NYT Two virologists testified that they remained convinced that the coronavirus was natural in origin and that Dr. Anthony S. Fauci did not exert influence over a study they wrote.

Two world-renowned virologists appeared on Capitol Hill on Tuesday and delivered a pointed defense of their findings that the coronavirus pandemic was natural in origin, and told skeptical Republicans that Dr. Anthony S. Fauci did not exert influence over a scientific paper they wrote to that effect.

The paper is at the heart of Republicans’ unproven assertions that Dr. Fauci and Dr. Francis S. Collins, then the director of the National Institutes of Health, tried to tamp down the idea that a lab leak caused the pandemic. The virologists who testified, Kristian G. Andersen of Scripps Research and Robert F. Garry Jr. of Tulane University School of Medicine, were two of the paper’s five authors.

Tuesday’s hearing, before the House Select Subcommittee on the Coronavirus Pandemic, did not produce new evidence advancing the Republicans’ claims. The hearing was titled “Investigating the Proximal Origin of a Cover-Up” — a play on the title of the paper, “The Proximal Origin of SARS-CoV-2,” which was published in the journal Nature Medicine in March 2020.

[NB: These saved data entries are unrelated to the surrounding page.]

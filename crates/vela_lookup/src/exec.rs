//! Execution nodes of a lookup plan and the storage access seam they run
//! against.

use std::collections::BTreeMap;
use std::num::NonZeroUsize;
use std::sync::{Arc, Mutex};

use lru::LruCache;

use vela_common::value::{DataSet, Value};
use vela_common::{EdgeType, ErrorCode, IndexId, SpaceId, TagId};

use crate::expr::{eval, EvalContext, Expr};
use crate::{DST_COL, RANK_COL, SRC_COL, TAG_COL, TYPE_COL, VID_COL};

/// Primary-key part of an index entry.
#[derive(Clone, Debug, PartialEq)]
pub enum KeyParts {
    Vertex {
        vid: Value,
        tag: TagId,
    },
    Edge {
        src: Value,
        edge_type: EdgeType,
        rank: i64,
        dst: Value,
    },
}

impl KeyParts {
    /// Resolve a key-component column, `Null` when the column does not
    /// belong to this key kind.
    pub fn component(&self, name: &str) -> Value {
        match self {
            KeyParts::Vertex { vid, tag } => match name {
                VID_COL => vid.clone(),
                TAG_COL => Value::Int(*tag as i64),
                _ => Value::Null,
            },
            KeyParts::Edge {
                src,
                edge_type,
                rank,
                dst,
            } => match name {
                SRC_COL => src.clone(),
                TYPE_COL => Value::Int(*edge_type as i64),
                RANK_COL => Value::Int(*rank),
                DST_COL => dst.clone(),
                _ => Value::Null,
            },
        }
    }
}

/// One raw index entry: the primary key plus the index-resident columns.
#[derive(Clone, Debug, PartialEq)]
pub struct IndexEntry {
    pub key: KeyParts,
    pub index_values: BTreeMap<String, Value>,
}

/// Scan constraint derived from column hints: an equality prefix and at most
/// one trailing half-open range.
#[derive(Clone, Debug, Default, PartialEq)]
pub struct ScanRange {
    pub eq: Vec<(String, Value)>,
    pub range: Option<RangeBound>,
}

#[derive(Clone, Debug, PartialEq)]
pub struct RangeBound {
    pub column: String,
    pub begin: Option<Value>,
    pub end: Option<Value>,
}

impl ScanRange {
    /// Whether an entry's index-resident values satisfy this constraint.
    /// Provided for `IndexAccess` implementations.
    pub fn matches(&self, values: &BTreeMap<String, Value>) -> bool {
        for (column, expected) in &self.eq {
            if values.get(column) != Some(expected) {
                return false;
            }
        }
        if let Some(bound) = &self.range {
            let Some(actual) = values.get(&bound.column) else {
                return false;
            };
            if let Some(begin) = &bound.begin {
                match actual.partial_compare(begin) {
                    Some(ordering) if ordering.is_ge() => {}
                    _ => return false,
                }
            }
            if let Some(end) = &bound.end {
                match actual.partial_compare(end) {
                    Some(ordering) if ordering.is_lt() => {}
                    _ => return false,
                }
            }
        }
        true
    }
}

/// Storage access used by the execution nodes. The physical index layout
/// stays behind this trait.
pub trait IndexAccess {
    fn scan_index(
        &self,
        space: SpaceId,
        index_id: IndexId,
        range: &ScanRange,
    ) -> Result<Vec<IndexEntry>, ErrorCode>;

    fn fetch_vertex(
        &self,
        space: SpaceId,
        vid: &Value,
        tag: TagId,
    ) -> Result<Option<BTreeMap<String, Value>>, ErrorCode>;

    fn fetch_edge(
        &self,
        space: SpaceId,
        src: &Value,
        edge_type: EdgeType,
        rank: i64,
        dst: &Value,
    ) -> Result<Option<BTreeMap<String, Value>>, ErrorCode>;
}

/// LRU cache of decoded vertex records shared across plans.
#[derive(Debug)]
pub struct VertexCache {
    inner: Mutex<LruCache<(SpaceId, TagId, String), BTreeMap<String, Value>>>,
}

impl VertexCache {
    pub fn new(capacity: usize) -> Self {
        let capacity = NonZeroUsize::new(capacity.max(1)).expect("non-zero capacity");
        Self {
            inner: Mutex::new(LruCache::new(capacity)),
        }
    }

    fn get(&self, space: SpaceId, tag: TagId, vid: &Value) -> Option<BTreeMap<String, Value>> {
        let mut guard = self.inner.lock().ok()?;
        guard.get(&(space, tag, vid.to_string())).cloned()
    }

    fn put(&self, space: SpaceId, tag: TagId, vid: &Value, props: BTreeMap<String, Value>) {
        if let Ok(mut guard) = self.inner.lock() {
            guard.put((space, tag, vid.to_string()), props);
        }
    }
}

/// Row flowing between plan nodes: the entry key plus whatever columns are
/// populated at this stage (index-resident, later fully decoded).
#[derive(Clone, Debug, PartialEq)]
pub struct ExecRow {
    pub key: KeyParts,
    pub props: BTreeMap<String, Value>,
}

/// Result statistics finalized by the aggregate node.
#[derive(Clone, Copy, Debug, Default, PartialEq, Eq)]
pub struct ExecStats {
    pub rows_returned: usize,
}

/// Final product of a plan execution.
#[derive(Clone, Debug, Default, PartialEq)]
pub struct LookupResult {
    pub dataset: DataSet,
    pub stats: ExecStats,
}

/// Emits raw index entries for one `(index, hints)` pair.
#[derive(Clone, Debug)]
pub struct IndexScanNode {
    pub index_id: IndexId,
    pub range: ScanRange,
}

impl IndexScanNode {
    pub fn run(&self, access: &dyn IndexAccess, space: SpaceId) -> Result<Vec<ExecRow>, ErrorCode> {
        let entries = access.scan_index(space, self.index_id, &self.range)?;
        Ok(entries
            .into_iter()
            .map(|entry| ExecRow {
                key: entry.key,
                props: entry.index_values,
            })
            .collect())
    }
}

/// Replaces index-resident columns with the fully decoded vertex record,
/// optionally through the vertex cache. Entries whose record has vanished
/// are dropped.
#[derive(Clone, Debug)]
pub struct IndexVertexNode {
    pub tag: TagId,
    pub cache: Option<Arc<VertexCache>>,
}

impl IndexVertexNode {
    pub fn run(
        &self,
        access: &dyn IndexAccess,
        space: SpaceId,
        input: Vec<ExecRow>,
    ) -> Result<Vec<ExecRow>, ErrorCode> {
        let mut out = Vec::with_capacity(input.len());
        for row in input {
            let KeyParts::Vertex { vid, .. } = &row.key else {
                return Err(ErrorCode::InvalidOperation);
            };
            if let Some(cache) = &self.cache {
                if let Some(props) = cache.get(space, self.tag, vid) {
                    out.push(ExecRow { key: row.key, props });
                    continue;
                }
            }
            match access.fetch_vertex(space, vid, self.tag)? {
                Some(props) => {
                    if let Some(cache) = &self.cache {
                        cache.put(space, self.tag, vid, props.clone());
                    }
                    out.push(ExecRow { key: row.key, props });
                }
                None => continue,
            }
        }
        Ok(out)
    }
}

/// Edge counterpart of `IndexVertexNode`.
#[derive(Clone, Debug)]
pub struct IndexEdgeNode {
    pub edge_type: EdgeType,
}

impl IndexEdgeNode {
    pub fn run(
        &self,
        access: &dyn IndexAccess,
        space: SpaceId,
        input: Vec<ExecRow>,
    ) -> Result<Vec<ExecRow>, ErrorCode> {
        let mut out = Vec::with_capacity(input.len());
        for row in input {
            let KeyParts::Edge {
                src, rank, dst, ..
            } = &row.key
            else {
                return Err(ErrorCode::InvalidOperation);
            };
            match access.fetch_edge(space, src, self.edge_type, *rank, dst)? {
                Some(props) => out.push(ExecRow { key: row.key, props }),
                None => continue,
            }
        }
        Ok(out)
    }
}

/// Drops rows whose residual filter evaluates to false or null.
#[derive(Clone, Debug)]
pub struct IndexFilterNode {
    pub expr: Expr,
}

impl IndexFilterNode {
    pub fn run(&self, input: Vec<ExecRow>) -> Vec<ExecRow> {
        input
            .into_iter()
            .filter(|row| {
                let ctx = EvalContext {
                    key: &row.key,
                    props: &row.props,
                };
                eval(&self.expr, &ctx).is_true()
            })
            .collect()
    }
}

/// Projects the yield list, in declared order, into the result dataset.
#[derive(Clone, Debug)]
pub struct IndexOutputNode {
    pub yields: Vec<String>,
}

impl IndexOutputNode {
    pub fn run(&self, input: Vec<ExecRow>, dataset: &mut DataSet) {
        for row in input {
            let projected = self
                .yields
                .iter()
                .map(|col| {
                    if crate::is_key_component(col) {
                        row.key.component(col)
                    } else {
                        row.props.get(col).cloned().unwrap_or(Value::Null)
                    }
                })
                .collect();
            dataset.rows.push(projected);
        }
    }
}

/// Removes duplicate rows by the configured positions; survivors keep their
/// first-appearance order. An empty position list disables deduplication.
#[derive(Clone, Debug)]
pub struct DeDupNode {
    pub positions: Vec<usize>,
}

impl DeDupNode {
    pub fn run(&self, dataset: &mut DataSet) {
        if self.positions.is_empty() {
            return;
        }
        let mut seen = std::collections::HashSet::new();
        let positions = self.positions.clone();
        dataset.rows.retain(|row| {
            let key = positions
                .iter()
                .map(|pos| format!("{:?}", row.get(*pos)))
                .collect::<Vec<_>>()
                .join("\u{1f}");
            seen.insert(key)
        });
    }
}

/// Finalizes the dataset statistics.
#[derive(Clone, Debug)]
pub struct AggregateNode;

impl AggregateNode {
    pub fn run(&self, dataset: &DataSet, stats: &mut ExecStats) {
        stats.rows_returned = dataset.rows.len();
    }
}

“The claim that Dr. Fauci prompted the drafting of ‘Proximal Origin’ to disprove the lab leak is not true,” Dr. Andersen said. The Republican accusations center on a series of email exchanges that included Dr. Fauci, who at the time led the National Institute of Allergy and Infectious Diseases; Dr. Collins; and Dr. Jeremy Farrar, then the director of the Wellcome Trust, a charitable foundation that funds health research. Dr. Farrar is now the World Health Organization’s chief scientist. Republicans have used the emails to suggest that scientists studying the origins of the virus, after originally voicing the idea that it might have been engineered in a laboratory, changed their mind because of input from Dr. Fauci and Dr. Collins, including during a Feb. 1, 2020, conference call that included authors of the proximal origin study.